Noonan: Well, I don’t know. Lazio seems to have bobbled it a bit in the past. He’s young, but he looks like a solid guy. I don’t know anything about Quinn except he’s from Buffalo and voted for impeachment on all four counts, both of which are plusses in my book. And Russ Smith, New York Press‘s “Mugger,” thinks he’s good, and Russ is very smart. Ted Forstmann is a smart, tough guy, and he’s put his money where his mouth is in terms of the school liberation movement. I don’t know how he’d be on the stump, as a candidate. Peter King — I think Peter is a riot because he confuses all categories, and he’s deft and unpredictable, a maverick. He might be surprising.

Lopez: What do you make of the press coverage — of the cancer, of the marriage breakup — Thursday’s hostile press conference? Is there something discomforting about it? Or has the mayor brought it on himself in a way?
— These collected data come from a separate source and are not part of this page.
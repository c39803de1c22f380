//! Codegen Library - resources loader generation
//!
//! Turns pages, data sources and resources into TypeScript modules that
//! load every page resource in parallel at request time.

pub mod ast;
pub mod expression;
pub mod page_loader;
pub mod render;
pub mod resources;
pub mod scope;

pub use expression::{GeneratedExpression, generate_expression};
pub use page_loader::ResourcesLoaderGenerator;
pub use resources::{LoaderOptions, build_resources_loader, generate_resources_loader, loader_scope};
pub use scope::Scope;

use sitegen_ir::Project;

/// Codegen trait - implement this for each generated artifact
pub trait Codegen {
    fn generate(&self, project: &Project) -> anyhow::Result<GeneratedCode>;
    fn language(&self) -> &str;
}

#[derive(Debug)]
pub struct GeneratedCode {
    pub files: Vec<GeneratedFile>,
}

#[derive(Debug)]
pub struct GeneratedFile {
    pub path: String,
    pub content: String,
}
Noonan: The press hectored Rudy on Thursday in a way they never have and never will with Hillary. Can you imagine reporters surrounding Hillary and hitting her hard with shouted questions — “Do you think your husband is a rapist?” “Why would Juanita Broaddrick, a Democrat and a supporter of your husband at the time, make this claim if it weren’t true?” “Why did you say you didn’t know Craig Livingston when now we know there are pictures of the two of you standing together and laughing?” “Why did you take spousal privilege in the case of your husband’s illegal violations of the privacy act in the Willey case?” “Why did you say that you didn’t insist on the travel office firings when the notes of your own aides and assistants show you did?” “You hired private eyes in the past to find out about your husband’s dealings with women — why should we believe that you didn’t know what he was doing in the White House, and why should we believe you sincerely meant it when you spoke of a right wing conspiracy?” “Do you understand why some people view you and your husband as a destructive force in American history?” “You’ve never explained how you made a hundred grand on cattle futures overnight — why?” This kind of media swarm — shouted questions, interruptions, etc. — will never descend on Mrs. Clinton. But it is inevitable if you are a Republican. This is no less sad for the fact that we all know it, and have long known it, and know it will not end any time soon.